Recent articles have made me aware of the significance of music in our state. Most people know that rhythm and blues has been predominant in Mississippi for decades. Two recent articles from our local paper interested me.
Oxford-based writer Scott Baretta reported that he put together the music for The Great Debaters movie starring Denzel Washington, which is now showing nationwide. As he tells it he was called by the music supervisor G. Marq Roswell to help put together "a band that could perform music that one might have heard in the Marshall, TX area juke joints in 1935."
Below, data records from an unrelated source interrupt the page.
//! Parsing
//!
//!     The engine interprets compiled rule descriptors against a [`TokenStream`]. It is a
//!     plain recursive descent with full backtracking: no memoization, no left recursion,
//!     and every failed attempt rewinds the stream to where it started.
//!
//! Entry points
//!
//!     [`parse`] matches the root rule at the start of the stream and leaves the rest.
//!     [`parse_complete`] also requires the root rule to consume everything but tokens its
//!     own drop filter would skip. On failure both
//!     report the furthest error reached anywhere during the parse, not just the error of
//!     the last branch tried.
//!
//!     ```rust
//!     use grammar::grammars::json::{self, Json};
//!
//!     let mut tokens = json::tokenise(r#"[1, {"a": null}]"#)?;
//!     let json: Json = grammar::parse_complete(&mut tokens)?;
//!     ```

pub mod engine;
pub mod error;
pub mod leaves;
pub mod state;

pub use error::{Cause, ParseError};
pub use state::ParserState;

use crate::rule::Rule;
use crate::ruledef::TokenOptions;
use crate::token::TokenStream;

#[derive(Debug, Clone, Copy, Default, PartialEq, Eq)]
pub struct ParseOptions {
    /// Require the root rule to be followed by end of input
    pub complete: bool,
    /// Log rule entry and exit at trace level
    pub trace: bool,
}

/// Parse a root rule from the start of `stream`.
pub fn parse<R: Rule>(stream: &mut dyn TokenStream) -> Result<R, ParseError> {
    parse_with_options(stream, &ParseOptions::default())
}

/// Parse a root rule that must span the whole of `stream`.
pub fn parse_complete<R: Rule>(stream: &mut dyn TokenStream) -> Result<R, ParseError> {
    parse_with_options(
        stream,
        &ParseOptions {
            complete: true,
            ..ParseOptions::default()
        },
    )
}

/// Parse into an existing node, replacing its contents on success.
pub fn parse_into<R: Rule>(dest: &mut R, stream: &mut dyn TokenStream) -> Result<(), ParseError> {
    *dest = parse(stream)?;
    Ok(())
}

/// On failure the stream is rewound to where it was.
pub fn parse_with_options<R: Rule>(
    stream: &mut dyn TokenStream,
    options: &ParseOptions,
) -> Result<R, ParseError> {
    let mut state = ParserState::new(stream).traced(options.trace);
    let start = state.save();
    let result = R::parse(&mut state, &TokenOptions::default()).and_then(|node| {
        if options.complete {
            let pos = state.save();
            if let Some(drop) = R::drop_filter() {
                state.drop_tokens(drop);
            }
            let at = state.save();
            let token = state.next_token();
            if !token.is_eof() {
                return Err(ParseError::new(token, at, Cause::TrailingInput));
            }
            state.restore(pos);
        }
        Ok(node)
    });

    result.map_err(|err| {
        let err = state.take_furthest(err);
        log::debug!("parse failed: {err}");
        state.restore(start);
        err
    })
}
Baretta contacted Alvin Youngbood Hart, a Memphis-based acoustic blues master and the Carolina Chocolate Drops, a NC-based threesome now reviving early African-American string band traditions. He states that this combination was intended to "recreate the sounds of the Mississippi Sheiks, the most popular African-American string band of the pre-WWII era." There is a re-recorded album "Honey, Let the Deal Go Down: The Best of the Mississippi Sheiks" that has something for everyone.
(NOTE: In case you've not heard string bands, go to Amazon.com for string bands and listen to "String Bands, 1926-1920" In the list find and listen to the music of the Mississippi Sheiks and you'll understand the sound Baretta was reaching for.)
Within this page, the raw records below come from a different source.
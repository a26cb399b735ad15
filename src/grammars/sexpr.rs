//! S-expression grammar
//!
//!     SExpr ::= number | string | atom | List
//!     List  ::= "(" SExpr* ")"
//!
//! Comments (`;` to end of line) are real tokens, dropped by the rules themselves.

use crate::lexing::{LexError, TokenDef, Tokeniser};
use crate::rule::Match;
use crate::token::{SliceTokenStream, Token};
use crate::Rule;
use once_cell::sync::Lazy;

#[derive(Debug, Default, Clone, PartialEq, Rule)]
#[rule(one_of, drop = "comment")]
pub struct SExpr {
    #[rule(tok = "number")]
    pub number: Option<Token>,
    #[rule(tok = "string")]
    pub string: Option<Token>,
    #[rule(tok = "atom")]
    pub atom: Option<Token>,
    pub list: Option<List>,
}

#[derive(Debug, Default, Clone, PartialEq, Rule)]
#[rule(seq, drop = "comment")]
pub struct List {
    #[rule(tok = "bkt,(")]
    pub open: Match,
    pub items: Vec<SExpr>,
    #[rule(tok = "bkt,)")]
    pub close: Match,
}

static TOKENISER: Lazy<Tokeniser> = Lazy::new(|| {
    Tokeniser::new(vec![
        TokenDef::skip(r"\s+"),
        TokenDef::new("comment", r";[^\n]*"),
        TokenDef::new("bkt", r"[()]"),
        TokenDef::new("string", r#""[^"]*""#),
        TokenDef::new("number", r"-?[0-9]+(?:\.[0-9]+)?"),
        TokenDef::new("atom", r"[a-zA-Z_][a-zA-Z0-9_-]*"),
    ])
    .unwrap()
});

pub fn tokenise(source: &str) -> Result<SliceTokenStream, LexError> {
    TOKENISER.tokenise(source)
}

#[cfg(test)]
mod tests {
    use super::*;
    use crate::parsing::{parse, parse_complete, Cause};
    use crate::token::TokenStream;

    #[test]
    fn test_nested_lists() {
        let mut tokens = tokenise(r#"(cons a (list 123 "c"))"#).unwrap();
        let sexpr: SExpr = parse_complete(&mut tokens).unwrap();
        let list = sexpr.list.unwrap();
        assert_eq!(list.items.len(), 3);
        assert_eq!(list.items[0].atom, Some(Token::new("atom", "cons")));
        let inner = list.items[2].list.as_ref().unwrap();
        assert_eq!(inner.items[1].number, Some(Token::new("number", "123")));
        assert_eq!(inner.items[2].string, Some(Token::new("string", "\"c\"")));
    }

    #[test]
    fn test_comments_are_dropped() {
        let source = "; leading\n(a ; inside\n b ; before close\n)";
        let mut tokens = tokenise(source).unwrap();
        let sexpr: SExpr = parse(&mut tokens).unwrap();
        let atoms: Vec<_> = sexpr
            .list
            .unwrap()
            .items
            .iter()
            .filter_map(|item| item.atom.as_ref().map(|t| t.value().to_string()))
            .collect();
        assert_eq!(atoms, vec!["a", "b"]);
    }

    #[test]
    fn test_empty_list() {
        let mut tokens = tokenise("()").unwrap();
        let sexpr: SExpr = parse_complete(&mut tokens).unwrap();
        assert!(sexpr.list.unwrap().items.is_empty());
    }

    #[test]
    fn test_trailing_comment_is_not_trailing_input() {
        let mut tokens = tokenise("(a) ; trailing comment").unwrap();
        let sexpr: SExpr = parse_complete(&mut tokens).unwrap();
        assert_eq!(sexpr.list.unwrap().items.len(), 1);
        assert_eq!(tokens.save(), 3);

        let mut tokens = tokenise("(a)\n; end\nb").unwrap();
        let err = parse_complete::<SExpr>(&mut tokens).unwrap_err();
        assert_eq!(err.pos, 4);
        assert_eq!(err.cause, Cause::TrailingInput);
    }

    #[test]
    fn test_unclosed_list_reports_end_of_input() {
        let mut tokens = tokenise("(a (b)").unwrap();
        let err = parse::<SExpr>(&mut tokens).unwrap_err();
        assert_eq!(err.pos, 5);
        assert!(err.token.is_eof());
    }
}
As in most movies large portions of filmed material are edited to fit the time frame, and the scenes with this music is no exception. However, the soundtrack features some great work by Hart, Chocolate Drops and singer Sharon Jones of the retro soul group Dap-Kings. Later guitarist Mabon "Teenie" Hodges also of Memphis, lent his guitar of soul sounds to the final songs. Be sure and buy the CD after you've seen the great movie. You can bet this addition was enouraged by Washington, upon hearing the music and wanting more. Tofurther realism, the musicians can be seen in the scenes inside the juke joint.
See The Great Debaters and what Baretta achieved to enhance the story.